How can I extract redirected url with Python without using requests module and via xpath?
Question
The html-page incudes the following script:
<script>
const url = 'REQUIRED LINK';
window.location.href = url + window.location.search;
</script>
This is the only place in page, where the link is.
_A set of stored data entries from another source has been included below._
//! EVO Tool Configuration Model
//!
//! This crate holds the configuration of a machine-control tool: a tree of
//! systems, devices and I/O signals, the state tables that classify raw
//! signals, and the device state tables derived from them.
//!
//! # Module Structure
//!
//! - [`tree`] - Arena node tree, node kinds, JSON persistence
//! - [`tables`] - Digital, analog, calibration and device state tables
//! - [`tabular`] - Header-plus-rows interchange arrays
//! - [`attr`] - Per-kind attribute schemas
//! - [`runtime`] - Live samples, classification, output commands
//! - [`pins`] - HAL pin registry built from a tree
//! - [`monitor`] - Device warning/alarm/action timing
//! - [`config`] - TOML application configuration
//! - [`prelude`] - Common re-exports for convenience
//!
//! # Usage
//!
//! ```rust
//! use evo_tool::prelude::*;
//!
//! let mut tree = Tree::new();
//! let system = tree.add_child(tree.root(), NodeData::new(NodeType::System, "Station"))?;
//! let device = tree.add_child(system, NodeData::new(NodeType::Device, "Gripper"))?;
//! let output = tree.add_child(device, NodeData::new(NodeType::DigitalOutput, "Valve"))?;
//! tree.edit_digital_table(output, |t| {
//!     t.set_row_name(0, "off")?;
//!     t.set_row_name(1, "on")
//! })?;
//! assert_eq!(tree.device_state_table(device)?.rows().len(), 2);
//!
//! let text = tree.to_json_string(true)?;
//! assert!(Tree::from_json_str(&text)? == tree);
//! # Ok::<(), ModelError>(())
//! ```

pub mod attr;
pub mod config;
pub mod consts;
pub mod error;
pub mod monitor;
pub mod pins;
pub mod prelude;
pub mod runtime;
pub mod tables;
pub mod tabular;
pub mod tree;
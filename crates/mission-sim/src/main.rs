//! Mission Simulation CLI
//!
//! Runs pass analysis, a rain-faded link budget and a QPSK burst for one
//! ground station.
//!
//! Usage:
//!   mission-sim --config mission.json --seed 42
//!   GS_LAT=39.93 GS_LON=32.86 mission-sim --verbose

use std::path::PathBuf;

use anyhow::{Context, Result};
use chrono::{DateTime, Utc};
use clap::Parser;
use mission_sim::{run_link_budget, run_pass_analysis, run_waveform, MissionConfig};
use rand::rngs::StdRng;
use rand::SeedableRng;
use tracing::info;
use tracing_subscriber::EnvFilter;

const DEFAULT_LOG_FILTER: &str = "mission_sim=info";
const VERBOSE_LOG_FILTER: &str =
    "mission_sim=debug,orbital_mechanics=debug,link_budget=debug,waveform=debug";

#[derive(Parser, Debug)]
#[command(
    name = "mission-sim",
    about = "Pass prediction, link budget and QPSK waveform for a ground station"
)]
struct Args {
    /// Mission config JSON file
    #[arg(short, long)]
    config: Option<PathBuf>,

    /// Ground station latitude in degrees
    #[arg(long, allow_hyphen_values = true)]
    lat: Option<f64>,

    /// Ground station longitude in degrees
    #[arg(long, allow_hyphen_values = true)]
    lon: Option<f64>,

    /// Ground station altitude in meters
    #[arg(long, allow_hyphen_values = true)]
    alt_m: Option<f64>,

    /// Pass search start (RFC 3339), defaults to the TLE epoch
    #[arg(long)]
    start: Option<DateTime<Utc>>,

    /// Pass search window in days
    #[arg(long)]
    days: Option<f64>,

    /// RNG seed for the QPSK bits
    #[arg(long)]
    seed: Option<u64>,

    /// Print the pass events as JSON
    #[arg(long)]
    json: bool,

    /// Verbose output
    #[arg(short, long)]
    verbose: bool,
}

impl Args {
    fn apply(&self, config: &mut MissionConfig) {
        if let Some(lat) = self.lat {
            config.station.latitude_deg = lat;
        }
        if let Some(lon) = self.lon {
            config.station.longitude_deg = lon;
        }
        if let Some(alt) = self.alt_m {
            config.station.altitude_m = alt;
        }
        if self.start.is_some() {
            config.start_time = self.start;
        }
        if let Some(days) = self.days {
            config.pass_window_days = days;
        }
    }
}

fn main() -> Result<()> {
    let args = Args::parse();

    let filter = if args.verbose {
        EnvFilter::new(VERBOSE_LOG_FILTER)
    } else {
        EnvFilter::try_from_default_env().unwrap_or_else(|_| EnvFilter::new(DEFAULT_LOG_FILTER))
    };
    tracing_subscriber::fmt().with_env_filter(filter).init();

    let mut config = match &args.config {
        Some(path) => MissionConfig::from_file(path)
            .with_context(|| format!("loading {}", path.display()))?,
        None => MissionConfig::default(),
    };
    config
        .apply_env_overrides()
        .context("applying ground station environment overrides")?;
    args.apply(&mut config);

    info!("{}", "=".repeat(60));
    info!("Mission Simulation");
    info!("{}", "=".repeat(60));

    // 1. Pass analysis
    info!(
        "Ground station {} ({:.4}, {:.4})",
        config.station.name, config.station.latitude_deg, config.station.longitude_deg
    );
    let summary = run_pass_analysis(&config).context("pass analysis")?;
    info!("Satellite {} from {}", summary.satellite, summary.start);
    if summary.events.is_empty() {
        info!("No passes above {}°", config.station.min_elevation_deg);
    }
    for event in &summary.events {
        info!(
            "  {} {}  el {:.1}°",
            event.kind,
            event.time.format("%Y-%m-%d %H:%M:%S UTC"),
            event.elevation_deg
        );
    }
    if args.json {
        println!("{}", serde_json::to_string_pretty(&summary)?);
    }

    // 2. Link budget
    let session = run_link_budget(&config.link).context("link budget")?;
    info!(
        "Link {:.2} GHz over {:.0} km, rain {} mm/h at {}°",
        config.link.frequency_hz / 1e9,
        config.link.distance_km,
        config.link.rain_rate_mm_h,
        config.link.elevation_deg
    );
    info!("  Total path loss: {:.2} dB", session.total_loss());

    // 3. QPSK burst
    let mut rng = match args.seed {
        Some(seed) => StdRng::seed_from_u64(seed),
        None => StdRng::from_entropy(),
    };
    let samples = run_waveform(&config.waveform, &mut rng).context("QPSK modulation")?;
    info!(
        "QPSK {} bits at {} sps: {} samples",
        config.waveform.num_bits,
        config.waveform.sps,
        samples.len()
    );

    Ok(())
}
//! Link Budget Session
//!
//! Accumulates named loss terms for one carrier/path pair. The free space
//! term is recorded on construction; further impairments are added with the
//! `add_*` methods, each writing exactly one named entry. Re-adding a name
//! overwrites it.

use std::collections::{BTreeMap, HashMap};

use serde::{Deserialize, Serialize};
use tracing::debug;

use crate::{
    atmospheric_loss, fspl, polarization_mismatch_loss, rain_attenuation, received_power,
    require_finite, require_non_negative, require_positive, snr, Result,
    RAIN_DEFAULT_POLARIZATION_DEG,
};

pub const FSPL_TERM: &str = "fspl";
pub const RAIN_TERM: &str = "rain";
pub const ATMOSPHERIC_TERM: &str = "atmospheric";
pub const POINTING_TERM: &str = "pointing";
pub const POLARIZATION_TERM: &str = "polarization";

/// Named loss accumulator for one link
#[derive(Debug, Clone)]
pub struct LinkBudgetSession {
    frequency_hz: f64,
    distance_m: f64,
    losses: HashMap<String, f64>,
}

/// Link summary derived from a session's current losses
#[derive(Debug, Clone, Serialize, Deserialize)]
pub struct LinkReport {
    pub frequency_hz: f64,
    pub distance_m: f64,
    pub losses_db: BTreeMap<String, f64>,
    pub total_loss_db: f64,
    pub eirp_dbw: f64,
    pub rx_gain_dbi: f64,
    pub received_power_dbw: f64,
    pub snr_db: f64,
}

impl LinkBudgetSession {
    pub fn new(frequency_hz: f64, distance_m: f64) -> Result<Self> {
        let fspl_db = fspl(frequency_hz, distance_m)?;

        let mut session = Self {
            frequency_hz,
            distance_m,
            losses: HashMap::new(),
        };
        session.record(FSPL_TERM, fspl_db);
        Ok(session)
    }

    pub fn frequency_hz(&self) -> f64 {
        self.frequency_hz
    }

    pub fn distance_m(&self) -> f64 {
        self.distance_m
    }

    /// Rain fade at the session carrier (converted to GHz)
    pub fn add_rain_loss(&mut self, rain_rate_mm_h: f64, elevation_deg: f64) -> Result<()> {
        let db = rain_attenuation(
            self.frequency_hz / 1e9,
            rain_rate_mm_h,
            elevation_deg,
            RAIN_DEFAULT_POLARIZATION_DEG,
        )?;
        self.record(RAIN_TERM, db);
        Ok(())
    }

    pub fn add_atmospheric_loss(
        &mut self,
        zenith_attenuation_db: f64,
        elevation_deg: f64,
    ) -> Result<()> {
        let db = atmospheric_loss(zenith_attenuation_db, elevation_deg)?;
        self.record(ATMOSPHERIC_TERM, db);
        Ok(())
    }

    pub fn add_pointing_loss(&mut self, pointing_loss_db: f64) -> Result<()> {
        let db = require_non_negative("pointing_loss_db", pointing_loss_db)?;
        self.record(POINTING_TERM, db);
        Ok(())
    }

    pub fn add_polarization_loss(&mut self, mismatch_deg: f64) -> Result<()> {
        let db = polarization_mismatch_loss(mismatch_deg)?;
        self.record(POLARIZATION_TERM, db);
        Ok(())
    }

    /// Record an arbitrary named term, e.g. a measured implementation loss
    pub fn add_loss(&mut self, name: &str, loss_db: f64) -> Result<()> {
        let db = require_finite("loss_db", loss_db)?;
        self.record(name, db);
        Ok(())
    }

    pub fn loss(&self, name: &str) -> Option<f64> {
        self.losses.get(name).copied()
    }

    pub fn terms(&self) -> impl Iterator<Item = (&str, f64)> {
        self.losses.iter().map(|(name, db)| (name.as_str(), *db))
    }

    /// Sum of every recorded term
    pub fn total_loss(&self) -> f64 {
        self.losses.values().sum()
    }

    /// Received power and SNR with the session total as the path loss
    pub fn report(
        &self,
        eirp_dbw: f64,
        rx_gain_dbi: f64,
        noise_density_dbw_per_hz: f64,
        bandwidth_hz: f64,
    ) -> Result<LinkReport> {
        require_positive("bandwidth_hz", bandwidth_hz)?;

        let total_loss_db = self.total_loss();
        let received_power_dbw = received_power(eirp_dbw, total_loss_db, rx_gain_dbi, 0.0);
        let snr_db = snr(received_power_dbw, noise_density_dbw_per_hz, bandwidth_hz)?;

        Ok(LinkReport {
            frequency_hz: self.frequency_hz,
            distance_m: self.distance_m,
            losses_db: self
                .losses
                .iter()
                .map(|(name, db)| (name.clone(), *db))
                .collect(),
            total_loss_db,
            eirp_dbw,
            rx_gain_dbi,
            received_power_dbw,
            snr_db,
        })
    }

    fn record(&mut self, name: &str, db: f64) {
        debug!(term = name, loss_db = db, "recording link loss term");
        self.losses.insert(name.to_string(), db);
    }
}

#[cfg(test)]
mod tests {
    use super::*;
    use crate::{eirp, noise_density, LinkBudgetError};

    #[test]
    fn test_new_session_total_is_fspl() {
        let session = LinkBudgetSession::new(12.5e9, 420e3).unwrap();
        let expected = fspl(12.5e9, 420e3).unwrap();
        assert_eq!(session.total_loss(), expected);
        assert_eq!(session.loss(FSPL_TERM), Some(expected));
        assert_eq!(session.terms().count(), 1);
    }

    #[test]
    fn test_new_session_rejects_bad_geometry() {
        assert!(matches!(
            LinkBudgetSession::new(12.5e9, 0.0),
            Err(LinkBudgetError::NonPositive { name: "distance_m", .. })
        ));
        assert!(LinkBudgetSession::new(-1.0, 420e3).is_err());
    }

    #[test]
    fn test_add_rain_loss() {
        let mut session = LinkBudgetSession::new(12.5e9, 420e3).unwrap();
        session.add_rain_loss(25.0, 45.0).unwrap();

        let expected = fspl(12.5e9, 420e3).unwrap()
            + rain_attenuation(12.5, 25.0, 45.0, RAIN_DEFAULT_POLARIZATION_DEG).unwrap();
        assert!((session.total_loss() - expected).abs() < 1e-9);
    }

    #[test]
    fn test_rain_loss_overwrites() {
        let mut session = LinkBudgetSession::new(12.5e9, 420e3).unwrap();
        session.add_rain_loss(25.0, 45.0).unwrap();
        let once = session.total_loss();

        session.add_rain_loss(25.0, 45.0).unwrap();
        assert_eq!(session.total_loss(), once);
        assert_eq!(session.terms().count(), 2);

        session.add_rain_loss(5.0, 45.0).unwrap();
        let expected = fspl(12.5e9, 420e3).unwrap()
            + rain_attenuation(12.5, 5.0, 45.0, 0.0).unwrap();
        assert!((session.total_loss() - expected).abs() < 1e-9);
    }

    #[test]
    fn test_failed_add_leaves_terms_untouched() {
        let mut session = LinkBudgetSession::new(12.5e9, 420e3).unwrap();
        session.add_rain_loss(10.0, 30.0).unwrap();
        let before = session.total_loss();

        assert!(session.add_rain_loss(-4.0, 30.0).is_err());
        assert!(session.add_pointing_loss(f64::NAN).is_err());
        assert!(session.add_loss("implementation", f64::INFINITY).is_err());

        assert_eq!(session.total_loss(), before);
        assert_eq!(session.terms().count(), 2);
    }

    #[test]
    fn test_total_is_plain_sum_of_terms() {
        let mut session = LinkBudgetSession::new(8.4e9, 2_000e3).unwrap();
        session.add_rain_loss(12.0, 20.0).unwrap();
        session.add_atmospheric_loss(0.3, 20.0).unwrap();
        session.add_pointing_loss(0.5).unwrap();
        session.add_polarization_loss(10.0).unwrap();
        session.add_loss("implementation", 1.2).unwrap();

        let sum: f64 = session.terms().map(|(_, db)| db).sum();
        assert_eq!(session.terms().count(), 6);
        assert!((session.total_loss() - sum).abs() < 1e-12);
        assert_eq!(session.loss("implementation"), Some(1.2));
    }

    #[test]
    fn test_report() {
        let mut session = LinkBudgetSession::new(12.5e9, 420e3).unwrap();
        session.add_rain_loss(25.0, 45.0).unwrap();

        let eirp_dbw = eirp(10.0, 30.0, 1.0);
        let n0 = noise_density(150.0).unwrap();
        let report = session.report(eirp_dbw, 35.0, n0, 1e6).unwrap();

        assert_eq!(report.total_loss_db, session.total_loss());
        assert!(
            (report.received_power_dbw - (eirp_dbw - session.total_loss() + 35.0)).abs() < 1e-9
        );
        assert_eq!(report.losses_db.len(), 2);

        let json = serde_json::to_string(&report).unwrap();
        assert!(json.contains("\"rain\""));
    }

    #[test]
    fn test_report_rejects_zero_bandwidth() {
        let session = LinkBudgetSession::new(12.5e9, 420e3).unwrap();
        assert!(session.report(40.0, 35.0, -200.0, 0.0).is_err());
    }
}
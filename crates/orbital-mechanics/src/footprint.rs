//! Sub-satellite point and coverage circle on a spherical Earth

use chrono::{DateTime, Utc};
use serde::{Deserialize, Serialize};

use crate::transforms::{eci_to_ecef, gmst_rad};
use crate::{Ephemeris, OrbitalError, Result};

/// Mean Earth radius used for the footprint geometry
pub const EARTH_RADIUS_KM: f64 = 6371.0;

#[derive(Debug, Clone, Copy, Serialize, Deserialize)]
pub struct Footprint {
    pub latitude_deg: f64,
    /// [-180, 180)
    pub longitude_deg: f64,
    pub height_km: f64,
    /// Earth central half-angle of the horizon circle, `acos(R / (R + h))`
    pub max_coverage_angle_deg: f64,
}

pub fn calculate_footprint<E: Ephemeris + ?Sized>(
    ephemeris: &E,
    time: DateTime<Utc>,
) -> Result<Footprint> {
    let state = ephemeris.state_at(time)?;
    let r = eci_to_ecef(&state.position(), gmst_rad(time));
    let radius = r.norm();

    let height_km = radius - EARTH_RADIUS_KM;
    if height_km <= 0.0 {
        return Err(OrbitalError::InvalidInput(format!(
            "position {:.1} km from the geocenter is below the surface",
            radius
        )));
    }

    let latitude_deg = r.z.atan2((r.x * r.x + r.y * r.y).sqrt()).to_degrees();
    let longitude_deg = (r.y.atan2(r.x).to_degrees() + 180.0).rem_euclid(360.0) - 180.0;
    let max_coverage_angle_deg = (EARTH_RADIUS_KM / radius).acos().to_degrees();

    Ok(Footprint {
        latitude_deg,
        longitude_deg,
        height_km,
        max_coverage_angle_deg,
    })
}
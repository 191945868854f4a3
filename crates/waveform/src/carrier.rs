//! Carrier synthesis and Doppler rotation

use std::f64::consts::PI;

use num_complex::Complex64;

use crate::{require_finite, require_positive, Result, WaveformError, MAX_SAMPLES};

// Relative slack when deciding whether duration·fs is a whole sample count
const SAMPLE_COUNT_TOLERANCE: f64 = 1e-9;

/// Number of samples in `[0, duration)` at `fs`: `floor(duration·fs)`.
///
/// Products that land within rounding error of an integer (0.29 s at 100 Hz
/// evaluates to 28.999999999999996) count as that integer. Counts above
/// [`MAX_SAMPLES`] are an error.
fn sample_count(fs: f64, duration: f64) -> Result<usize> {
    let exact = duration * fs;
    let nearest = exact.round();
    let count = if (exact - nearest).abs() <= SAMPLE_COUNT_TOLERANCE * nearest.max(1.0) {
        nearest
    } else {
        exact.floor()
    };

    if !count.is_finite() || count > MAX_SAMPLES as f64 {
        return Err(WaveformError::TooManySamples {
            requested: exact,
            max: MAX_SAMPLES,
        });
    }
    Ok(count as usize)
}

/// Complex carrier `exp(j·2π·fc·t)` sampled at `t = n/fs` over `[0, duration)`
pub fn generate_carrier(fs: f64, fc: f64, duration: f64) -> Result<Vec<Complex64>> {
    let fs = require_positive("fs", fs)?;
    let duration = require_positive("duration", duration)?;
    let fc = require_finite("fc", fc)?;

    let omega = 2.0 * PI * fc / fs;
    let count = sample_count(fs, duration)?;
    Ok((0..count)
        .map(|n| Complex64::from_polar(1.0, omega * n as f64))
        .collect())
}

/// Rotate `signal` by `exp(j·2π·shift_hz·n/fs)`. The input is left untouched.
pub fn apply_doppler(signal: &[Complex64], fs: f64, shift_hz: f64) -> Result<Vec<Complex64>> {
    let fs = require_positive("fs", fs)?;
    let shift_hz = require_finite("shift_hz", shift_hz)?;

    if shift_hz == 0.0 {
        return Ok(signal.to_vec());
    }

    let omega = 2.0 * PI * shift_hz / fs;
    Ok(signal
        .iter()
        .enumerate()
        .map(|(n, &s)| s * Complex64::from_polar(1.0, omega * n as f64))
        .collect())
}


// ============================================================================
// Property-based Tests
// ============================================================================
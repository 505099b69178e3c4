const FORBIDDEN_PASSWORD_CHARS: [char; 8] = [':', ';', '?', '.', ',', '!', '@', '#'];
const MIN_PASSWORD_CHARS: usize = 4;

#[derive(Debug, Clone, PartialEq, Eq)]
pub enum LoginError {
    InvalidName,
    InvalidPassword,
}

impl std::fmt::Display for LoginError {
    fn fmt(&self, f: &mut std::fmt::Formatter<'_>) -> std::fmt::Result {
        // Both cases show the same generic message to the user.
        match self {
            LoginError::InvalidName | LoginError::InvalidPassword => write!(f, "Datos no válidos"),
        }
    }
}

impl std::error::Error for LoginError {}

fn is_name_char(c: char) -> bool {
    c.is_ascii_alphabetic() || c == ' ' || "ÁÉÍÓÚáéíóúÑñ".contains(c)
}

/// Letters (with Spanish accents and ñ) and spaces only.
pub fn validate_name(name: &str) -> bool {
    !name.is_empty() && name.chars().all(is_name_char)
}

pub fn validate_password(password: &str) -> bool {
    password.chars().count() >= MIN_PASSWORD_CHARS
        && !password.chars().any(|c| FORBIDDEN_PASSWORD_CHARS.contains(&c))
}

/// Trims both fields and validates them, returning the name to store.
pub fn check_credentials(name: &str, password: &str) -> Result<String, LoginError> {
    let name = name.trim();
    let password = password.trim();
    if !validate_name(name) {
        return Err(LoginError::InvalidName);
    }
    if !validate_password(password) {
        return Err(LoginError::InvalidPassword);
    }
    Ok(name.to_string())
}

/// "Hola Ana" for "aNA"; "Hola usuario" when nobody is logged in.
pub fn greeting(username: &str) -> String {
    let mut chars = username.chars();
    match chars.next() {
        Some(first) => {
            let head: String = first.to_uppercase().collect();
            let tail: String = chars.as_str().to_lowercase();
            format!("Hola {}{}", head, tail)
        }
        None => "Hola usuario".to_string(),
    }
}

#[cfg(test)]
mod tests {
    use super::*;

    #[test]
    fn names_accept_accents_and_spaces() {
        assert!(validate_name("José Ñúñez"));
        assert!(validate_name("ana"));
        assert!(!validate_name(""));
        assert!(!validate_name("ana3"));
        assert!(!validate_name("ana_b"));
    }

    #[test]
    fn passwords_need_four_chars_without_punctuation() {
        assert!(validate_password("gremlin"));
        assert!(validate_password("ñaña"));
        assert!(!validate_password("abc"));
        assert!(!validate_password("abc.def"));
        assert!(!validate_password("hola#"));
    }

    #[test]
    fn credentials_are_trimmed() {
        assert_eq!(check_credentials("  Ana ", " 1234 "), Ok("Ana".to_string()));
        assert_eq!(check_credentials("Ana", "12"), Err(LoginError::InvalidPassword));
        assert_eq!(check_credentials("4na", "1234"), Err(LoginError::InvalidName));
        assert_eq!(LoginError::InvalidName.to_string(), "Datos no válidos");
    }

    #[test]
    fn greeting_capitalizes() {
        assert_eq!(greeting("aNA"), "Hola Ana");
        assert_eq!(greeting("ángel"), "Hola Ángel");
        assert_eq!(greeting(""), "Hola usuario");
    }
}
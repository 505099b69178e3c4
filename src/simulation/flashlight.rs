use std::sync::Arc;
use std::thread::{self, JoinHandle};
use std::time::Duration;

const SHORT: Duration = Duration::from_millis(200);
const LONG: Duration = Duration::from_millis(600);
const FLASH_GAP: Duration = Duration::from_millis(150);
const LETTER_GAP: Duration = Duration::from_millis(400);

/// Anything that can be switched on and off: a camera torch, a status LED,
/// a console line.
pub trait Torch: Send + Sync {
    fn set(&self, on: bool);
}

/// A torch that does nothing, for front ends without one.
#[derive(Debug, Default, Clone, Copy)]
pub struct NoTorch;

impl Torch for NoTorch {
    fn set(&self, _on: bool) {}
}

#[derive(Debug, Clone, Copy, PartialEq, Eq)]
pub struct Pulse {
    pub on: bool,
    pub duration: Duration,
}

fn letter(flash: Duration, pulses: &mut Vec<Pulse>) {
    for _ in 0..3 {
        pulses.push(Pulse {
            on: true,
            duration: flash,
        });
        pulses.push(Pulse {
            on: false,
            duration: FLASH_GAP,
        });
    }
}

/// S, O, S in Morse.
pub fn sos_pattern() -> Vec<Pulse> {
    let mut pulses = Vec::with_capacity(20);
    letter(SHORT, &mut pulses);
    pulses.push(Pulse {
        on: false,
        duration: LETTER_GAP,
    });
    letter(LONG, &mut pulses);
    pulses.push(Pulse {
        on: false,
        duration: LETTER_GAP,
    });
    letter(SHORT, &mut pulses);
    pulses
}

/// Plays the pattern on `torch`, waiting with `sleep` between pulses. The
/// torch always ends off.
pub fn run_sos(torch: &dyn Torch, sleep: impl Fn(Duration)) {
    for pulse in sos_pattern() {
        torch.set(pulse.on);
        sleep(pulse.duration);
    }
    torch.set(false);
}

/// Fire-and-forget blink sequence on its own thread.
pub fn spawn_sos(torch: Arc<dyn Torch>) -> JoinHandle<()> {
    thread::spawn(move || {
        tracing::info!("SOS flashlight sequence started");
        run_sos(torch.as_ref(), thread::sleep);
    })
}

#[cfg(test)]
mod tests {
    use super::*;
    use std::sync::Mutex;

    #[derive(Default)]
    struct RecordingTorch(Mutex<Vec<bool>>);

    impl Torch for RecordingTorch {
        fn set(&self, on: bool) {
            self.0.lock().unwrap().push(on);
        }
    }

    #[test]
    fn pattern_is_three_short_three_long_three_short() {
        let flashes: Vec<Duration> = sos_pattern()
            .into_iter()
            .filter(|p| p.on)
            .map(|p| p.duration)
            .collect();
        assert_eq!(
            flashes,
            vec![SHORT, SHORT, SHORT, LONG, LONG, LONG, SHORT, SHORT, SHORT]
        );
        let total: Duration = sos_pattern().iter().map(|p| p.duration).sum();
        assert_eq!(total, Duration::from_millis(6 * 200 + 3 * 600 + 9 * 150 + 2 * 400));
    }

    #[test]
    fn run_ends_with_torch_off() {
        let torch = RecordingTorch::default();
        let slept = Mutex::new(Duration::ZERO);
        run_sos(&torch, |d| *slept.lock().unwrap() += d);
        let states = torch.0.lock().unwrap();
        assert_eq!(states.iter().filter(|on| **on).count(), 9);
        assert_eq!(states.last(), Some(&false));
        assert!(*slept.lock().unwrap() > Duration::from_secs(5));
    }

    #[test]
    fn spawned_sequence_finishes() {
        let torch = Arc::new(RecordingTorch::default());
        spawn_sos(torch.clone()).join().unwrap();
        assert_eq!(torch.0.lock().unwrap().last(), Some(&false));
    }
}
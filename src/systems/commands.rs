use bevy_ecs::prelude::*;

use crate::core::app::{Clock, CommandQueue, SimCommand};
use crate::data::messages::MessageLibrary;
use crate::simulation::cursor::{CursorStep, DayCursor};
use crate::simulation::state::SimulationState;

/// What a command did, for the front end to report.
#[derive(Debug, Clone, PartialEq, Eq)]
pub enum SimEvent {
    LoggedIn { username: String },
    LoggedOut,
    SessionOpened { cursor: DayCursor },
    CaughtUp { cursor: DayCursor },
    Advanced { cursor: DayCursor, step: CursorStep },
    Reset,
    ShieldTapped { taps: u32 },
    DeveloperMode(bool),
    DeveloperModeRequired,
}

#[derive(Resource, Default, Debug)]
pub struct SimEventLog(pub Vec<SimEvent>);

/// Cursors revealed this step, waiting for their effects.
#[derive(Resource, Default, Debug)]
pub struct RevealQueue(pub Vec<DayCursor>);

pub fn apply_commands_system(
    mut queue: ResMut<CommandQueue>,
    mut state: ResMut<SimulationState>,
    library: Res<MessageLibrary>,
    clock: Res<Clock>,
    mut reveals: ResMut<RevealQueue>,
    mut events: ResMut<SimEventLog>,
) {
    let commands: Vec<SimCommand> = queue.0.drain(..).collect();
    for command in commands {
        apply_command(
            command,
            &mut state,
            &library,
            &clock,
            &mut reveals.0,
            &mut events.0,
        );
    }
}

fn apply_command(
    command: SimCommand,
    state: &mut SimulationState,
    library: &MessageLibrary,
    clock: &Clock,
    reveals: &mut Vec<DayCursor>,
    events: &mut Vec<SimEvent>,
) {
    match command {
        SimCommand::Login { username } => {
            state.login(&username, clock.now_ms);
            tracing::info!(%username, "user logged in");
            events.push(SimEvent::LoggedIn { username });
        }
        SimCommand::Logout => {
            state.logout(clock.now_ms);
            tracing::info!("user logged out");
            events.push(SimEvent::LoggedOut);
        }
        SimCommand::OpenSession => {
            if let Some(cursor) = state.open_session(clock.now_ms) {
                reveals.push(cursor);
                events.push(SimEvent::SessionOpened { cursor });
            }
        }
        SimCommand::CatchUp => {
            let revealed = state.catch_up(library, clock.now_ms);
            if !revealed.is_empty() {
                let cursor = state.cursor;
                tracing::debug!(
                    day = cursor.day,
                    pairs = revealed.len(),
                    "cursor caught up with the clock"
                );
                reveals.extend(revealed);
                events.push(SimEvent::CaughtUp { cursor });
            }
        }
        SimCommand::Advance => {
            if !state.developer_mode {
                events.push(SimEvent::DeveloperModeRequired);
                return;
            }
            let step = state.advance(library);
            let cursor = state.cursor;
            tracing::debug!(day = cursor.day, index = cursor.index, ?step, "advanced");
            reveals.push(cursor);
            events.push(SimEvent::Advanced { cursor, step });
        }
        SimCommand::Reset => {
            if !state.developer_mode {
                events.push(SimEvent::DeveloperModeRequired);
                return;
            }
            state.reset_simulation(clock.now_ms);
            tracing::info!("simulation reset to day 1");
            events.push(SimEvent::Reset);
        }
        SimCommand::TapShield => match state.tap_shield() {
            Some(enabled) => {
                tracing::info!(enabled, "developer mode toggled");
                events.push(SimEvent::DeveloperMode(enabled));
            }
            None => events.push(SimEvent::ShieldTapped {
                taps: state.shield_taps,
            }),
        },
    }
}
I don't know Java at all.
I tried extract this way:
page_2 = requests.get(link).content.decode('UTF-8')
html_tree = html.fromstring(page_2)
inside_scripts = html_tree.xpath("//script[contains(@text, 'url')]")
But it returns empty list.
3 answers
solution1
2 2020-05-15 15:18:13
Let's suppose const url = 'REQUIRED LINK'; always uses the same formatting, including spaces.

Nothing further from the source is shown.